Problem description:
Search the records below for the word "value". Pull out each line that has it.

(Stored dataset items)

impl Scorer {
    pub fn new(kind: ScorerKind, warper: Warper, weight: f64, boost: f64) -> Self {
        Self {
            kind,
            warper,
            weight,
            boost,
        }
    }

    pub fn kind(&self) -> ScorerKind {
        self.kind
    }

    pub fn better(&self) -> Better {
        self.kind.better()
    }

    /// Score `matching` against the stated lists.
    ///
    /// `records` bounds the stated part of each list; a partner found beyond it (or not at
    /// all) is hallucinated and ranked one past the end of the opposite side.
    pub fn score(
        &self,
        matching: &Matching,
        women: &Preferences,
        men: &Preferences,
        women_records: &CompletionRecords,
        men_records: &CompletionRecords,
    ) -> ScoreBreakdown {
        let women_side = self.score_side(Side::Women, matching, women, women_records, men.len());
        let men_side = self.score_side(Side::Men, matching, men, men_records, women.len());

        let value = match self.kind {
            ScorerKind::EgalitarianSum | ScorerKind::RealMatchCount => {
                women_side.aggregate + men_side.aggregate
            }
            ScorerKind::EgalitarianMax => women_side.aggregate.max(men_side.aggregate),
            ScorerKind::WeightedComposite => {
                self.weight * women_side.aggregate + (1.0 - self.weight) * men_side.aggregate
            }
            ScorerKind::OneZero | ScorerKind::Frac => {
                let blended =
                    self.weight * women_side.aggregate + (1.0 - self.weight) * men_side.aggregate;
                blended / women.len().max(1) as f64
            }
        };

        ScoreBreakdown {
            value,
            women: women_side,
            men: men_side,
        }
    }

    /// Score one person matched to `partner`, with `size` people on the other side
    pub fn score_person(
        &self,
        person: &str,
        partner: &str,
        stated: &[String],
        split: usize,
        size: usize,
    ) -> PersonScore {
        let rank = stated
            .iter()
            .take(split)
            .position(|c| c == partner)
            .map(|i| i + 1);
        let warped_rank = self.warper.warp(rank.unwrap_or(size + 1), size);

        let satisfaction = match (rank, self.kind) {
            (None, _) => 0.0,
            (Some(_), ScorerKind::OneZero) => self.warper.warp_unit(1.0) + self.boost,
            (Some(r), ScorerKind::Frac) => {
                let len = split.max(1) as f64;
                let base = self.warper.warp_unit((len - (r - 1) as f64) / len);
                if base > 0.0 {
                    base + self.boost
                } else {
                    0.0
                }
            }
            // warp(1) == 1 and warp(size + 1) == size + 1, so this spans (0, 1]
            (Some(_), _) => (size as f64 + 1.0 - warped_rank) / size.max(1) as f64 + self.boost,
        };

        PersonScore {
            person: person.to_string(),
            partner: partner.to_string(),
            rank,
            warped_rank,
            satisfaction,
        }
    }

    fn score_side(
        &self,
        side: Side,
        matching: &Matching,
        prefs: &Preferences,
        records: &CompletionRecords,
        opposite_size: usize,
    ) -> SideScore {
        let people: Vec<PersonScore> = prefs
            .iter()
            .filter_map(|(person, stated)| {
                let partner = matching.partner(side, person)?;
                let split = records.get(person).map_or(stated.len(), |r| r.split);
                Some(self.score_person(person, partner, stated, split, opposite_size))
            })
            .collect();

        let real_matches = people.iter().filter(|p| p.is_real()).count();
        let aggregate = match self.kind {
            ScorerKind::EgalitarianSum => people.iter().map(|p| p.warped_rank).sum(),
            ScorerKind::EgalitarianMax => people.iter().map(|p| p.warped_rank).fold(0.0, f64::max),
            ScorerKind::RealMatchCount => real_matches as f64,
            ScorerKind::OneZero | ScorerKind::Frac => people.iter().map(|p| p.satisfaction).sum(),
            ScorerKind::WeightedComposite => {
                if people.is_empty() {
                    0.0
                } else {
                    people.iter().map(|p| p.satisfaction).sum::<f64>() / people.len() as f64
                }
            }
        };

        SideScore {
            aggregate,
            real_matches,
            people,
        }
    }
}

#[cfg(test)]
mod tests {
    use super::*;
    use crate::models::records_for;

    fn prefs(entries: &[(&str, &[&str])]) -> Preferences {
        entries
            .iter()
            .map(|(p, l)| (p.to_string(), l.iter().map(|s| s.to_string()).collect()))
            .collect()
    }

    fn score(kind: ScorerKind, warper: Warper, weight: f64, matching: &Matching) -> ScoreBreakdown {
        let women = prefs(&[("A", &["X", "Y"]), ("B", &["X"]), ("C", &[])]);
        let men = prefs(&[("X", &["B"]), ("Y", &["A", "C", "B"]), ("Z", &[])]);
        Scorer::new(kind, warper, weight, 0.0).score(
            matching,
            &women,
            &men,
            &records_for(&women),
            &records_for(&men),
        )
    }

    fn matching() -> Matching {
        // A gets her 2nd choice, B her 1st, C is hallucinated; X and Y get their 1st, Z is hallucinated
        Matching::from_pairs([("A", "Y"), ("B", "X"), ("C", "Z")])
    }

    #[test]
    fn test_warpers_share_endpoints_and_are_monotonic() {
        for warper in Warper::ALL {
            assert!((warper.warp(1, 5) - 1.0).abs() < 1e-9, "{warper} at top");
            assert!((warper.warp(6, 5) - 6.0).abs() < 1e-9, "{warper} past end");
            for rank in 1..6 {
                assert!(warper.warp(rank + 1, 5) > warper.warp(rank, 5), "{warper} at {rank}");
            }
        }
        assert!(Warper::Logarithmic.warp(2, 5) > Warper::Identity.warp(2, 5));
        assert!(Warper::Exponential.warp(2, 5) < Warper::Identity.warp(2, 5));
    }

    #[test]
    fn test_real_match_count() {
        let breakdown = score(ScorerKind::RealMatchCount, Warper::Identity, 0.5, &matching());
        assert_eq!(breakdown.women.real_matches, 2);
        assert_eq!(breakdown.men.real_matches, 2);
        assert_eq!(breakdown.value, 4.0);
    }

    #[test]
    fn test_egalitarian_sum_and_max() {
        let sum = score(ScorerKind::EgalitarianSum, Warper::Identity, 0.5, &matching());
        // women: 2 + 1 + 4 (hallucinated), men: 1 + 1 + 4
        assert_eq!(sum.women.aggregate, 7.0);
        assert_eq!(sum.men.aggregate, 6.0);
        assert_eq!(sum.value, 13.0);

        let max = score(ScorerKind::EgalitarianMax, Warper::Identity, 0.5, &matching());
        assert_eq!(max.value, 4.0);
    }

    #[test]
    fn test_weighted_composite_blends_sides() {
        let women_only = score(ScorerKind::WeightedComposite, Warper::Identity, 1.0, &matching());
        // satisfaction (size + 1 - rank) / size: A 2/3, B 1, C 0
        let expected_women = (2.0 / 3.0 + 1.0 + 0.0) / 3.0;
        assert!((women_only.value - expected_women).abs() < 1e-9);

        let men_only = score(ScorerKind::WeightedComposite, Warper::Identity, 0.0, &matching());
        assert!((men_only.value - men_only.men.aggregate).abs() < 1e-9);
    }

    #[test]
    fn test_boost_only_rewards_real_matches() {
        let women = prefs(&[("A", &["X"]), ("B", &[])]);
        let scorer = Scorer::new(ScorerKind::WeightedComposite, Warper::Identity, 1.0, 1.0);

        let real = scorer.score_person("A", "X", &women["A"], 1, 2);
        let hallucinated = scorer.score_person("B", "Y", &women["B"], 0, 2);
        assert_eq!(real.satisfaction, 2.0);
        assert_eq!(hallucinated.satisfaction, 0.0);
    }

    #[test]
    fn test_split_bounds_real_portion() {
        let stated = vec!["X".to_string(), "Y".to_string()];
        let scorer = Scorer::new(ScorerKind::RealMatchCount, Warper::Identity, 0.5, 0.0);
        assert_eq!(scorer.score_person("A", "Y", &stated, 2, 3).rank, Some(2));
        assert_eq!(scorer.score_person("A", "Y", &stated, 1, 3).rank, None);
    }

    #[test]
    fn test_direction_per_scorer() {
        assert_eq!(ScorerKind::EgalitarianSum.better(), Better::Lower);
        assert_eq!(ScorerKind::EgalitarianMax.better(), Better::Lower);
        assert_eq!(ScorerKind::RealMatchCount.better(), Better::Higher);
        assert!(Better::Lower.is_improvement(3.0, 4.0));
        assert!(!Better::Lower.is_improvement(4.0, 4.0));
        assert!(Better::Higher.is_improvement(5.0, 4.0));
    }

    #[test]
    fn test_one_zero_blends_sides_by_weight() {
        // women: A and B matched within their lists, C not; men: X and Y, not Z
        let women_only = score(ScorerKind::OneZero, Warper::Identity, 1.0, &matching());
        assert!((women_only.value - 2.0 / 3.0).abs() < 1e-9);

        // A and Y each get a stated partner, everyone else does not
        let lopsided = Matching::from_pairs([("A", "X"), ("B", "Z"), ("C", "Y")]);
        let women_weighted = score(ScorerKind::OneZero, Warper::Identity, 1.0, &lopsided);
        let men_weighted = score(ScorerKind::OneZero, Warper::Identity, 0.0, &lopsided);
        assert_eq!(women_weighted.women.aggregate, 1.0);
        assert_eq!(men_weighted.men.aggregate, 1.0);
        assert!((women_weighted.value - 1.0 / 3.0).abs() < 1e-9);
        assert!((men_weighted.value - 1.0 / 3.0).abs() < 1e-9);

        let all_men = Matching::from_pairs([("A", "Z"), ("B", "Y"), ("C", "X")]);
        let w = score(ScorerKind::OneZero, Warper::Identity, 1.0, &all_men);
        let m = score(ScorerKind::OneZero, Warper::Identity, 0.0, &all_men);
        assert_eq!(w.value, 0.0);
        assert!((m.value - 1.0 / 3.0).abs() < 1e-9);
    }

    #[test]
    fn test_frac_normalises_by_stated_length() {
        let stated = vec!["X".to_string(), "Y".to_string()];
        let scorer = Scorer::new(ScorerKind::Frac, Warper::Identity, 0.5, 0.0);

        // Second of two stated choices: (2 - 1) / 2, whatever the side size
        assert_eq!(scorer.score_person("A", "Y", &stated, 2, 10).satisfaction, 0.5);
        assert_eq!(scorer.score_person("A", "X", &stated, 2, 10).satisfaction, 1.0);
        assert_eq!(scorer.score_person("A", "Z", &stated, 2, 10).satisfaction, 0.0);

        let boosted = Scorer::new(ScorerKind::Frac, Warper::Exponential, 0.5, 1.0);
        assert!((boosted.score_person("A", "X", &stated, 2, 10).satisfaction - 2.0).abs() < 1e-9);
    }

    #[test]
    fn test_names_round_trip() {
        for kind in ScorerKind::ALL {
            assert_eq!(kind.name().parse::<ScorerKind>().unwrap(), kind);
        }
        for warper in Warper::ALL {
            assert_eq!(warper.name().parse::<Warper>().unwrap(), warper);
        }
        assert_eq!("one_zero".parse::<ScorerKind>().unwrap(), ScorerKind::OneZero);
        assert!("fairest".parse::<ScorerKind>().is_err());
        assert!("cubic".parse::<Warper>().is_err());
    }
}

Solution to the exercise:
        let value = match self.kind {
            value,
        assert_eq!(breakdown.value, 4.0);
        assert_eq!(sum.value, 13.0);
        assert_eq!(max.value, 4.0);
        assert!((women_only.value - expected_women).abs() < 1e-9);
        assert!((men_only.value - men_only.men.aggregate).abs() < 1e-9);
        assert!((women_only.value - 2.0 / 3.0).abs() < 1e-9);
        assert!((women_weighted.value - 1.0 / 3.0).abs() < 1e-9);
        assert!((men_weighted.value - 1.0 / 3.0).abs() < 1e-9);
        assert_eq!(w.value, 0.0);
        assert!((m.value - 1.0 / 3.0).abs() < 1e-9);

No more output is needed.